INSTRUCTIONS FOR THE TASK — Nothing but the lines from the one containing "field with its" through the final line of the listing should appear in the answer, each exactly as written.
*** Begin section ***
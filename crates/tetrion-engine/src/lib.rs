//! Falling-block puzzle engine.
//!
//! - [`core`]: piece shapes, colors and the locked-cell field with its
//!   legality and row-clear rules
//! - [`engine`]: randomizer, fall speed, the fall/lock state machine,
//!   options, render snapshots and saved games
//!
//! The engine never reads a clock or touches the terminal. A front end drives
//! it by calling [`GameSession::tick`] every [`GameSession::tick_interval`],
//! forwarding player intents, and drawing [`GameSession::render_cells`].

pub use self::{core::*, engine::*};

pub mod core;
pub mod engine;

#[derive(Debug, derive_more::Display, derive_more::Error)]
#[display("piece colliding when setting active piece")]
pub struct PieceCollisionError;

#[derive(Debug, derive_more::Display, derive_more::Error)]
pub enum CompletePieceDropError {
    #[display("new piece colliding at spawn position")]
    NewPieceCollision,
}

/// Why a player intent (move, rotate, drop) had no effect.
#[derive(Debug, derive_more::Display, derive_more::Error)]
pub enum IntentError {
    #[display("piece colliding when applying intent")]
    PieceCollision(PieceCollisionError),
    #[display("intent ignored while not playing")]
    NotPlaying,
}

impl From<PieceCollisionError> for IntentError {
    fn from(err: PieceCollisionError) -> Self {
        Self::PieceCollision(err)
    }
}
*** End section ***
RESPONSE TO THE EXERCISE —
//! - [`core`]: piece shapes, colors and the locked-cell field with its
//!   legality and row-clear rules
//! - [`engine`]: randomizer, fall speed, the fall/lock state machine,
//!   options, render snapshots and saved games
//!
//! The engine never reads a clock or touches the terminal. A front end drives
//! it by calling [`GameSession::tick`] every [`GameSession::tick_interval`],
//! forwarding player intents, and drawing [`GameSession::render_cells`].

pub use self::{core::*, engine::*};

pub mod core;
pub mod engine;

#[derive(Debug, derive_more::Display, derive_more::Error)]
#[display("piece colliding when setting active piece")]
pub struct PieceCollisionError;

#[derive(Debug, derive_more::Display, derive_more::Error)]
pub enum CompletePieceDropError {
    #[display("new piece colliding at spawn position")]
    NewPieceCollision,
}

/// Why a player intent (move, rotate, drop) had no effect.
#[derive(Debug, derive_more::Display, derive_more::Error)]
pub enum IntentError {
    #[display("piece colliding when applying intent")]
    PieceCollision(PieceCollisionError),
    #[display("intent ignored while not playing")]
    NotPlaying,
}

impl From<PieceCollisionError> for IntentError {
    fn from(err: PieceCollisionError) -> Self {
        Self::PieceCollision(err)
    }
}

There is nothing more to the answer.